> **Problem**
Copy each line of the listing that includes "CacheConfig".
BEGIN Extracted records
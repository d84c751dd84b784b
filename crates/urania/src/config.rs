//! Engine configuration, loaded from TOML.
//!
//! ```toml
//! [cache]
//! day_ttl_secs = 86400
//! hour_ttl_secs = 3600
//!
//! [ephemeris]
//! upstream_timeout_ms = 2500
//! retrograde_delta_days = 1.0
//! fallback_to_mean_elements = true
//!
//! [aspects]
//! include_minor = false
//! orbs = { conjunction = 10.0, sextile = 3.0 }
//!
//! [transit]
//! exact_orb = 0.1
//!
//! [houses]
//! system = "whole_sign"
//! ```

use crate::aspects::{AspectDefinition, AspectKind, AspectTable, DEFAULT_EXACT_ORB};
use crate::cache::PositionCache;
use crate::chart::HouseSystem;
use crate::error::{AstroError, Result};
use serde::Deserialize;
use std::collections::BTreeMap;
use std::fs;
use std::path::Path;
use std::time::Duration;

#[derive(Debug, Clone, PartialEq, Deserialize)]
pub struct CacheConfig {
    #[serde(default = "default_day_ttl_secs")]
    pub day_ttl_secs: u64,
    #[serde(default = "default_hour_ttl_secs")]
    pub hour_ttl_secs: u64,
}

fn default_day_ttl_secs() -> u64 {
    86_400
}

fn default_hour_ttl_secs() -> u64 {
    3_600
}

impl Default for CacheConfig {
    fn default() -> Self {
        Self {
            day_ttl_secs: default_day_ttl_secs(),
            hour_ttl_secs: default_hour_ttl_secs(),
        }
    }
}

#[derive(Debug, Clone, PartialEq, Deserialize)]
pub struct EphemerisConfig {
    #[serde(default = "default_upstream_timeout_ms")]
    pub upstream_timeout_ms: u64,
    #[serde(default = "default_retrograde_delta_days")]
    pub retrograde_delta_days: f64,
    #[serde(default = "default_true")]
    pub fallback_to_mean_elements: bool,
}

fn default_upstream_timeout_ms() -> u64 {
    2_500
}

fn default_retrograde_delta_days() -> f64 {
    1.0
}

fn default_true() -> bool {
    true
}

impl Default for EphemerisConfig {
    fn default() -> Self {
        Self {
            upstream_timeout_ms: default_upstream_timeout_ms(),
            retrograde_delta_days: default_retrograde_delta_days(),
            fallback_to_mean_elements: true,
        }
    }
}

#[derive(Debug, Clone, PartialEq, Default, Deserialize)]
pub struct AspectsConfig {
    #[serde(default)]
    pub include_minor: bool,
    /// Max-orb overrides by aspect name. Naming a minor aspect adds it.
    #[serde(default)]
    pub orbs: BTreeMap<String, f64>,
}

#[derive(Debug, Clone, PartialEq, Deserialize)]
pub struct TransitConfig {
    #[serde(default = "default_exact_orb")]
    pub exact_orb: f64,
}

fn default_exact_orb() -> f64 {
    DEFAULT_EXACT_ORB
}

impl Default for TransitConfig {
    fn default() -> Self {
        Self {
            exact_orb: default_exact_orb(),
        }
    }
}

#[derive(Debug, Clone, PartialEq, Default, Deserialize)]
pub struct HousesConfig {
    #[serde(default)]
    pub system: HouseSystem,
}

#[derive(Debug, Clone, PartialEq, Default, Deserialize)]
pub struct EngineConfig {
    #[serde(default)]
    pub cache: CacheConfig,
    #[serde(default)]
    pub ephemeris: EphemerisConfig,
    #[serde(default)]
    pub aspects: AspectsConfig,
    #[serde(default)]
    pub transit: TransitConfig,
    #[serde(default)]
    pub houses: HousesConfig,
}

impl EngineConfig {
    pub fn from_toml_str(text: &str) -> anyhow::Result<Self> {
        let config: EngineConfig = toml::from_str(text)
            .map_err(|e| anyhow::anyhow!("Failed to parse engine config: {e}"))?;
        config.validate()?;
        Ok(config)
    }

    pub fn load(path: impl AsRef<Path>) -> anyhow::Result<Self> {
        let path = path.as_ref();
        let text = fs::read_to_string(path)
            .map_err(|e| anyhow::anyhow!("Could not read {}: {e}", path.display()))?;
        let config = Self::from_toml_str(&text)?;
        log::info!("Loaded engine config from {}", path.display());
        Ok(config)
    }

    pub fn validate(&self) -> anyhow::Result<()> {
        let delta = self.ephemeris.retrograde_delta_days;
        if !delta.is_finite() || delta <= 0.0 {
            anyhow::bail!("ephemeris.retrograde_delta_days must be > 0, got {delta}");
        }
        if self.ephemeris.upstream_timeout_ms == 0 {
            anyhow::bail!("ephemeris.upstream_timeout_ms must be > 0");
        }
        let exact = self.transit.exact_orb;
        if !exact.is_finite() || exact < 0.0 {
            anyhow::bail!("transit.exact_orb must be >= 0, got {exact}");
        }
        self.houses
            .system
            .validate()
            .map_err(|e| anyhow::anyhow!("houses.system: {e}"))?;
        self.aspect_table()
            .map_err(|e| anyhow::anyhow!("aspects: {e}"))?;
        Ok(())
    }

    pub fn upstream_timeout(&self) -> Duration {
        Duration::from_millis(self.ephemeris.upstream_timeout_ms)
    }

    pub fn day_ttl(&self) -> Duration {
        Duration::from_secs(self.cache.day_ttl_secs)
    }

    pub fn hour_ttl(&self) -> Duration {
        Duration::from_secs(self.cache.hour_ttl_secs)
    }

    /// Empty cache with the configured TTLs.
    pub fn build_cache(&self) -> PositionCache {
        PositionCache::new(self.day_ttl(), self.hour_ttl())
    }

    /// Default orbs for the selected kinds, with overrides applied.
    pub fn aspect_table(&self) -> Result<AspectTable> {
        let kinds: &[AspectKind] = if self.aspects.include_minor {
            &AspectKind::PRIORITY
        } else {
            &AspectKind::MAJOR
        };
        let mut orbs: BTreeMap<AspectKind, f64> =
            kinds.iter().map(|k| (*k, k.default_orb())).collect();

        for (name, orb) in &self.aspects.orbs {
            let kind = name
                .parse::<AspectKind>()
                .map_err(|_| AstroError::InvalidAspectTable {
                    message: format!("unknown aspect kind '{}'", name),
                })?;
            orbs.insert(kind, *orb);
        }

        AspectTable::new(
            orbs.into_iter()
                .map(|(kind, orb)| AspectDefinition::new(kind, orb))
                .collect(),
        )
    }
}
END Extracted records
> **Answer space**
pub struct CacheConfig {
impl Default for CacheConfig {
    pub cache: CacheConfig,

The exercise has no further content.